▶ [Work order]: Needed from the data below: every line from the one with "pub fn to_json(&self)" up to and including the one with "let log_read_url = match", repeated exactly and with nothing else.

+ + +

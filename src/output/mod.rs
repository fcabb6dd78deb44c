//! Command output
//!
//! Handlers return a [`CommandOutput`]; `main` writes it to stdout. Logs and
//! errors go to stderr, so stdout only ever carries the payload.

use std::io::{self, Write};

use serde::Serialize;

use crate::error::Result;

/// Payload produced by one command
#[derive(Debug, Clone, PartialEq, Eq)]
pub enum CommandOutput {
    /// A single JSON document, written verbatim
    Json(Vec<u8>),
    /// Plain listing, one item per line
    Lines(Vec<String>),
    /// Confirmation of a write-style operation
    Message(String),
}

impl CommandOutput {
    /// Serialize a value into a JSON payload
    pub fn json<T: Serialize + ?Sized>(value: &T) -> Result<Self> {
        Ok(CommandOutput::Json(serde_json::to_vec(value)?))
    }

    /// Write the payload followed by a newline
    pub fn write_to<W: Write>(&self, out: &mut W) -> io::Result<()> {
        match self {
            CommandOutput::Json(bytes) => {
                out.write_all(bytes)?;
                writeln!(out)?;
            }
            CommandOutput::Lines(lines) => {
                for line in lines {
                    writeln!(out, "{}", line)?;
                }
            }
            CommandOutput::Message(message) => writeln!(out, "{}", message)?,
        }
        out.flush()
    }
}

/// Write a command's payload to stdout
pub fn emit(output: &CommandOutput) -> io::Result<()> {
    let stdout = io::stdout();
    let mut handle = stdout.lock();
    output.write_to(&mut handle)
}
//! TFE API client module
//!
//! This module provides functionality to interact with the Terraform
//! Enterprise API: resource readers, run lifecycle, logs and pagination.

mod client;
pub mod connection;
pub mod logs;
pub mod oauth_clients;
pub mod pager;
pub mod runs;
pub mod traits;
pub mod variable_sets;
pub mod variables;
pub mod workspaces;

use serde::Deserialize;

pub use client::TfeClient;
pub use connection::Connection;
pub use logs::{LogBundle, LogPhase, LogReader};
pub use oauth_clients::{run_oauth_client_command, OAuthClient, OAuthClientSummary};
pub use pager::{paginate, Page};
pub use runs::{run_run_command, Apply, Plan, Run, RunSummary};
pub use traits::{ApiListResponse, PaginatedResponse, TfeResource};
pub use variable_sets::{VariableSet, VariableSetSummary};
pub use variables::{NewVariable, Variable, VariableCategory};
pub use workspaces::{run_workspace_command, VcsRepoOptions, Workspace, WorkspaceSummary};

/// Pagination metadata from TFE API (shared across resources)
#[derive(Deserialize, Debug, Default, Clone)]
pub struct PaginationMeta {
    pub pagination: Option<Pagination>,
}

/// Pagination details; only `next-page` drives iteration
#[derive(Deserialize, Debug, Clone)]
pub struct Pagination {
    #[serde(rename = "next-page")]
    pub next_page: Option<u32>,
}

/// Response wrapper for a single resource (`{"data": {...}}`)
#[derive(Deserialize, Debug)]
pub struct DataResponse<T> {
    pub data: T,
}

/// Generic relationship data
#[derive(Deserialize, Debug, Clone)]
pub struct RelationshipData {
    pub data: Option<RelationshipId>,
}

/// Relationship ID reference
#[derive(Deserialize, Debug, Clone)]
pub struct RelationshipId {
    pub id: String,
}

impl RelationshipData {
    /// ID of the related resource, if the relationship is populated
    pub fn id(&self) -> Option<&str> {
        self.data.as_ref().map(|d| d.id.as_str())
    }
}
//! Plan and apply log retrieval
//!
//! A run's plan and apply phases each expose a temporary `log-read-url`.
//! The log is streamed from that URL and accumulated into one string.

mod reader;

use log::debug;
use serde::Serialize;

use crate::error::{Result, TfeError};
use crate::hcp::runs::Run;
use crate::hcp::TfeClient;

pub use reader::{drain_log, HttpLogReader, LogReader};

/// Which phase of a run to read logs from
#[derive(Debug, Clone, Copy, PartialEq, Eq)]
pub enum LogPhase {
    Plan,
    Apply,
}

impl std::fmt::Display for LogPhase {
    fn fmt(&self, f: &mut std::fmt::Formatter<'_>) -> std::fmt::Result {
        match self {
            LogPhase::Plan => write!(f, "plan"),
            LogPhase::Apply => write!(f, "apply"),
        }
    }
}

impl std::str::FromStr for LogPhase {
    type Err = String;

    fn from_str(s: &str) -> std::result::Result<Self, Self::Err> {
        match s {
            "plan" => Ok(LogPhase::Plan),
            "apply" => Ok(LogPhase::Apply),
            _ => Err(format!("Unknown log phase: {}", s)),
        }
    }
}

/// A run ID paired with the full text of one of its log streams
#[derive(Serialize, Debug, Clone, PartialEq, Eq)]
pub struct LogBundle {
    pub id: String,
    pub logs: String,
}

impl LogBundle {
    pub fn to_json(&self) -> Result<Vec<u8>> {
        Ok(serde_json::to_vec(self)?)
    }
}

impl TfeClient {
    /// Fetch the complete log of one phase of a run
    pub async fn fetch_run_log(&self, run: &Run, phase: LogPhase) -> Result<String> {
        let log_read_url = match phase {
            LogPhase::Plan => {
                let plan_id = run
                    .plan_id()
                    .ok_or_else(|| TfeError::NotFound(format!("plan of run '{}'", run.id)))?;
                self.get_plan(plan_id).await?.log_read_url().map(str::to_string)
            }
            LogPhase::Apply => {
                let apply_id = run
                    .apply_id()
                    .ok_or_else(|| TfeError::NotFound(format!("apply of run '{}'", run.id)))?;
                self.get_apply(apply_id).await?.log_read_url().map(str::to_string)
            }
        };

        let log_read_url = log_read_url
            .ok_or_else(|| TfeError::NotFound(format!("{} log of run '{}'", phase, run.id)))?;

        debug!("Reading {} log for run '{}'", phase, run.id);

        let mut reader = self.open_log(&log_read_url).await?;
        drain_log(&mut reader).await
    }
}
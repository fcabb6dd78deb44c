//! CLI argument parsing

mod common;
mod oauth_client;
mod run;
mod workspace;

use clap::{Parser, Subcommand};

use crate::config::defaults;

pub use common::{RunIdArgs, WorkspaceNameArgs};
pub use oauth_client::OAuthClientCommand;
pub use run::{RunActionArgs, RunCommand, RunLogsArgs};
pub use workspace::{
    AddRepoArgs, AssignVariableSetArgs, CreateWorkspaceArgs, PlanArgs, VariableArgs,
    WorkspaceCommand,
};

/// Drive Terraform Enterprise workspaces, runs and variables
#[derive(Parser, Debug)]
#[command(name = "tfectl")]
#[command(version)]
#[command(about = "Manage TFE workspaces, runs, variables and VCS bindings", long_about = None)]
pub struct Cli {
    #[command(subcommand)]
    pub command: Command,

    /// Terraform Enterprise address
    #[arg(long = "tfe_url", env = defaults::URL_ENV, global = true)]
    pub tfe_url: Option<String>,

    /// API token
    #[arg(long = "tfe_token", env = defaults::TOKEN_ENV, global = true, hide_env_values = true)]
    pub tfe_token: Option<String>,

    /// Organization name
    #[arg(long = "tfe_org", env = defaults::ORG_ENV, global = true)]
    pub tfe_org: Option<String>,

    /// Do not retry requests that fail with 5xx or 429
    #[arg(long = "no_retry", global = true, default_value_t = false)]
    pub no_retry: bool,

    /// Log level (error, warn, info, debug, trace)
    #[arg(long = "log_level", global = true, default_value = defaults::LOG_LEVEL)]
    pub log_level: String,
}

/// Top-level nouns
#[derive(Subcommand, Debug)]
pub enum Command {
    /// Workspaces, their variables, VCS bindings and variable sets
    Workspace {
        #[command(subcommand)]
        command: WorkspaceCommand,
    },

    /// OAuth clients (VCS connections)
    #[command(name = "oauth_client")]
    OAuthClient {
        #[command(subcommand)]
        command: OAuthClientCommand,
    },

    /// Runs, their plan/apply output and logs
    Run {
        #[command(subcommand)]
        command: RunCommand,
    },
}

+ + +

▶ [Response to the exercise]:
    pub fn to_json(&self) -> Result<Vec<u8>> {
        Ok(serde_json::to_vec(self)?)
    }
}

impl TfeClient {
    /// Fetch the complete log of one phase of a run
    pub async fn fetch_run_log(&self, run: &Run, phase: LogPhase) -> Result<String> {
        let log_read_url = match phase {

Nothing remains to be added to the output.